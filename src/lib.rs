//! Gridrun - collision and movement core for a tile-based 2D action game

pub mod core;
pub mod math;
pub mod tile;
pub mod map;
pub mod movement;
pub mod entity;
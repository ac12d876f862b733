//! Core types and utilities

pub mod types;
pub mod error;
pub mod logging;
pub mod viewport;

pub use types::*;
pub use error::Error;
//! Logging initialization and utilities

/// Initialize the logging system
///
/// Uses env_logger with default filter level of `info`.
/// Override with RUST_LOG environment variable.
///
/// # Example
/// ```
/// gridrun::core::logging::init();
/// log::info!("core ready");
/// ```
pub fn init() {
    env_logger::Builder::from_env(
        env_logger::Env::default().default_filter_or("info")
    ).init();
}
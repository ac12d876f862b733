//! 2D geometry utilities

pub mod rect;
pub mod circle;

pub use rect::Rect;
pub use circle::{circle_vs_square, circle_vs_point};
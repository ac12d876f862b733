//! Per-tick movement resolution

pub mod direction;
pub mod resolver;

pub use direction::{Direction, HitSet, ALL_DIRECTIONS};
pub use resolver::{step, MoveInput, RUN_SPEED};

□ □ □ □

WHAT THE EXERCISE ASKS: Select, from the listing, all lines that include the word "with".

ANSWER TO THE EXERCISE:
/// Uses env_logger with default filter level of `info`.
/// Override with RUST_LOG environment variable.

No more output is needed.